__Problem__: Scan the entries below. Report each line where the string "nope" occurs.
____________
#[cfg(test)]
mod tests {
    use super::*;
    use crate::clock::ManualClock;
    use axum::body::Body;
    use axum::http::Request;

    const START: u64 = 1_700_000_000_000;

    fn setup(policy: &str) -> (RateLimitManager, Arc<ManualClock>) {
        let clock = Arc::new(ManualClock::new(START));
        let manager = RateLimitManager::new(&SecurityConfig::default(), clock.clone());
        assert!(manager.get(policy).is_some());
        (manager, clock)
    }

    fn request(ip: &str, path: &str) -> Request<Body> {
        Request::builder()
            .method("POST")
            .uri(path)
            .header("x-forwarded-for", ip)
            .header("user-agent", "Mozilla/5.0")
            .body(Body::empty())
            .unwrap()
    }

    fn check(manager: &RateLimitManager, policy: &str, ip: &str, path: &str) -> SecurityDecision {
        let req = request(ip, path);
        manager.get(policy).unwrap().check_limit(&RequestView::from(&req))
    }

    #[test]
    fn remaining_decreases_to_zero_then_denies() {
        let (manager, _) = setup("auth");

        for n in 1..=5u32 {
            let decision = check(&manager, "auth", "1.2.3.4", "/api/auth/login");
            assert!(decision.allowed, "request {n} should pass");
            assert_eq!(decision.remaining, 5 - n);
            assert_eq!(decision.reset_time, START + 900_000);
        }

        let denied = check(&manager, "auth", "1.2.3.4", "/api/auth/login");
        assert!(!denied.allowed);
        assert_eq!(denied.remaining, 0);
        assert_eq!(
            denied.error.as_deref(),
            Some("Too many authentication attempts, please try again later.")
        );
        assert_eq!(denied.reset_time, START + 900_000);
    }

    #[test]
    fn window_resets_after_expiry() {
        let (manager, clock) = setup("auth");
        for _ in 0..6 {
            check(&manager, "auth", "1.2.3.4", "/login");
        }

        clock.advance(900_000);
        let decision = check(&manager, "auth", "1.2.3.4", "/login");
        assert!(decision.allowed);
        assert_eq!(decision.remaining, 4);
        assert_eq!(decision.reset_time, START + 1_800_000);
    }

    #[test]
    fn keys_are_independent_per_ip_and_path() {
        let (manager, _) = setup("auth");
        for _ in 0..5 {
            check(&manager, "auth", "1.2.3.4", "/login");
        }
        assert!(!check(&manager, "auth", "1.2.3.4", "/login").allowed);
        assert!(check(&manager, "auth", "5.6.7.8", "/login").allowed);
        assert!(check(&manager, "auth", "1.2.3.4", "/register").allowed);
    }

    #[test]
    fn rapid_fire_blocks_past_window_reset() {
        let (manager, clock) = setup("auth");

        for n in 1..=25 {
            let decision = check(&manager, "auth", "1.2.3.4", "/login");
            assert_ne!(decision.error.as_deref(), Some(SUSPICIOUS_ERROR), "request {n}");
        }

        let escalated = check(&manager, "auth", "1.2.3.4", "/login");
        assert!(!escalated.allowed);
        assert_eq!(escalated.error.as_deref(), Some(SUSPICIOUS_ERROR));
        assert_eq!(escalated.reset_time, START + 15 * 60 * 1000);

        let blocked = check(&manager, "auth", "1.2.3.4", "/login");
        assert_eq!(blocked.error.as_deref(), Some(BLOCKED_ERROR));

        // Blocks apply to every path for the client.
        assert!(!check(&manager, "auth", "1.2.3.4", "/elsewhere").allowed);

        // Even with the counters gone, which would open a fresh window, the block holds.
        let limiter = manager.get("auth").unwrap();
        limiter.store().clear();
        clock.advance(15 * 60 * 1000 - 1);
        let still_blocked = check(&manager, "auth", "1.2.3.4", "/login");
        assert_eq!(still_blocked.error.as_deref(), Some(BLOCKED_ERROR));
        assert!(limiter.store().is_empty());

        clock.advance(1);
        let decision = check(&manager, "auth", "1.2.3.4", "/login");
        assert!(decision.allowed);
        assert_eq!(decision.remaining, 4);
    }

    #[test]
    fn sustained_retries_after_rejection_trigger_persistent_block() {
        let (manager, clock) = setup("auth");
        let limiter = manager.get("auth").unwrap();

        for n in 1..=5 {
            assert!(check(&manager, "auth", "1.2.3.4", "/login").allowed, "request {n}");
            clock.advance(5_000);
        }

        // First rejection carries the policy message.
        let rejected = check(&manager, "auth", "1.2.3.4", "/login");
        assert_eq!(
            rejected.error.as_deref(),
            Some("Too many authentication attempts, please try again later.")
        );
        assert!(limiter.blocklist().is_empty());

        // Second retry 5s later: 2 past the limit in 30s is well above 3x the policy rate.
        clock.advance(5_000);
        let escalated = check(&manager, "auth", "1.2.3.4", "/login");
        assert_eq!(escalated.error.as_deref(), Some(SUSPICIOUS_ERROR));
        assert_eq!(escalated.reset_time, START + 30_000 + 10 * 60 * 1000);

        let blocks = limiter.blocklist().snapshot(clock.now_ms());
        assert_eq!(blocks.len(), 1);
        assert_eq!(blocks[0].rule, "persistent_limit_hitting");
    }

    #[test]
    fn blocked_requests_do_not_touch_counters() {
        let (manager, _) = setup("api");
        let limiter = manager.get("api").unwrap();
        limiter.blocklist().block("9.9.9.9", 60_000, START, "manual");

        let decision = check(&manager, "api", "9.9.9.9", "/api/x");
        assert_eq!(decision.reset_time, START + 60_000);
        assert!(limiter.store().is_empty());
        assert_eq!(limiter.audit_log().entries()[0].action, AuditAction::BlockedIp);
    }

    #[test]
    fn custom_key_generator_groups_requests() {
        let clock = Arc::new(ManualClock::new(START));
        let config = SecurityConfig::default();
        let mut manager = RateLimitManager::new(&config, clock.clone());
        let policy = RateLimitPolicy::from_config("auth", &config.policies["auth"])
            .with_key_generator(|req| req.header("x-account").unwrap_or("anon").to_string());
        manager.insert(RateLimiter::new(
            policy,
            AbuseDetector::disabled(),
            clock,
            &config,
        ));

        for i in 0..5 {
            let req = Request::builder()
                .uri("/login")
                .header("x-forwarded-for", format!("10.0.0.{i}"))
                .header("x-account", "alice")
                .body(Body::empty())
                .unwrap();
            assert!(manager.get("auth").unwrap().check_limit(&RequestView::from(&req)).allowed);
        }
        let req = Request::builder()
            .uri("/login")
            .header("x-forwarded-for", "10.0.0.99")
            .header("x-account", "alice")
            .body(Body::empty())
            .unwrap();
        assert!(!manager.get("auth").unwrap().check_limit(&RequestView::from(&req)).allowed);
    }

    #[test]
    fn audit_log_is_capped() {
        let (manager, _) = setup("global");
        let limiter = manager.get("global").unwrap();
        limiter.blocklist().block("6.6.6.6", u64::MAX / 2, START, "manual");

        for _ in 0..10_000 {
            check(&manager, "global", "6.6.6.6", "/");
        }
        assert_eq!(limiter.audit_log().len(), 1_000);

        let logs = manager.get_audit_logs();
        let global = logs.iter().find(|l| l.policy == "global").unwrap();
        assert_eq!(global.logs.len(), 1_000);
    }

    #[test]
    fn sweep_evicts_expired_state() {
        let (manager, clock) = setup("api");
        check(&manager, "api", "1.1.1.1", "/a");
        manager.get("api").unwrap().blocklist().block("2.2.2.2", 10, START, "manual");

        clock.advance(900_001);
        assert_eq!(manager.sweep_all(), (1, 1));
        assert!(manager.get("api").unwrap().store().is_empty());
    }

    #[test]
    fn unblock_lifts_block_in_all_policies() {
        let (manager, _) = setup("api");
        manager.get("api").unwrap().blocklist().block("3.3.3.3", 60_000, START, "manual");
        manager.get("auth").unwrap().blocklist().block("3.3.3.3", 60_000, START, "manual");

        assert!(manager.unblock("3.3.3.3"));
        assert!(check(&manager, "api", "3.3.3.3", "/").allowed);
        assert!(!manager.unblock("3.3.3.3"));
    }

    #[test]
    fn decision_serializes_camel_case() {
        let json = serde_json::to_value(SecurityDecision::deny(5, "nope")).unwrap();
        assert_eq!(json["resetTime"], 5);
        assert_eq!(json["error"], "nope");
        let json = serde_json::to_value(SecurityDecision::allow(3, 5)).unwrap();
        assert!(json.get("error").is_none());
    }
}
//! Response construction helpers.
//!
//! # Responsibilities
//! - Build JSON bodies for gateway rejections (400/403/429/500)
//! - Compute the `X-RateLimit-*` and `Retry-After` headers from a decision
//!   (escalated blocks keep their unblock time to themselves)
//!
//! # Design Decisions
//! - The 500 fallback is built without any fallible step so the gateway can
//!   always fail closed

use axum::body::Body;
use axum::http::{header, HeaderMap, HeaderName, HeaderValue, Response, StatusCode};
use serde::Serialize;

use crate::error::GatewayError;
use crate::security::rate_limit::SecurityDecision;

pub const X_RATELIMIT_LIMIT: HeaderName = HeaderName::from_static("x-ratelimit-limit");
pub const X_RATELIMIT_REMAINING: HeaderName = HeaderName::from_static("x-ratelimit-remaining");
pub const X_RATELIMIT_RESET: HeaderName = HeaderName::from_static("x-ratelimit-reset");

const INTERNAL_ERROR_BODY: &str = r#"{"error":"Internal security error"}"#;

/// Serialize `body` as a JSON response with `status`.
pub fn json_response<T: Serialize>(status: StatusCode, body: &T) -> Result<Response<Body>, GatewayError> {
    let bytes = serde_json::to_vec(body)?;
    let response = Response::builder()
        .status(status)
        .header(header::CONTENT_TYPE, "application/json")
        .body(Body::from(bytes))?;
    Ok(response)
}

/// Fixed 500 response used when the gateway itself fails.
pub fn internal_error_response() -> Response<Body> {
    let mut response = Response::new(Body::from(INTERNAL_ERROR_BODY));
    *response.status_mut() = StatusCode::INTERNAL_SERVER_ERROR;
    response
        .headers_mut()
        .insert(header::CONTENT_TYPE, HeaderValue::from_static("application/json"));
    response
}

/// Whole seconds until `reset_time`, rounded up and at least 1.
pub fn retry_after_secs(reset_time: u64, now: u64) -> u64 {
    reset_time.saturating_sub(now).div_ceil(1000).max(1)
}

/// Insert `X-RateLimit-Limit`, `-Remaining` and `-Reset` (epoch seconds).
pub fn insert_rate_limit_headers(headers: &mut HeaderMap, decision: &SecurityDecision, limit: u32) {
    headers.insert(X_RATELIMIT_LIMIT, HeaderValue::from(limit));
    headers.insert(X_RATELIMIT_REMAINING, HeaderValue::from(decision.remaining));
    headers.insert(X_RATELIMIT_RESET, HeaderValue::from(decision.reset_time.div_ceil(1000)));
}

#[derive(Serialize)]
#[serde(rename_all = "camelCase")]
struct RateLimitedBody<'a> {
    error: &'a str,
    #[serde(skip_serializing_if = "Option::is_none")]
    retry_after: Option<u64>,
}

/// 429 response for a denied decision.
///
/// Blocked and suspicious clients get neither `Retry-After` nor
/// `X-RateLimit-Reset`, only the limit and a zero remaining count.
pub fn rate_limited_response(
    decision: &SecurityDecision,
    limit: u32,
    now: u64,
) -> Result<Response<Body>, GatewayError> {
    let retry_after = (!decision.is_escalated()).then(|| retry_after_secs(decision.reset_time, now));
    let body = RateLimitedBody {
        error: decision.error.as_deref().unwrap_or("Too many requests"),
        retry_after,
    };
    let mut response = json_response(StatusCode::TOO_MANY_REQUESTS, &body)?;
    let headers = response.headers_mut();
    match retry_after {
        Some(secs) => {
            insert_rate_limit_headers(headers, decision, limit);
            headers.insert(header::RETRY_AFTER, HeaderValue::from(secs));
        }
        None => {
            headers.insert(X_RATELIMIT_LIMIT, HeaderValue::from(limit));
            headers.insert(X_RATELIMIT_REMAINING, HeaderValue::from(0u32));
        }
    }
    Ok(response)
}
____________
__Expected answer__:
        let json = serde_json::to_value(SecurityDecision::deny(5, "nope")).unwrap();
        assert_eq!(json["error"], "nope");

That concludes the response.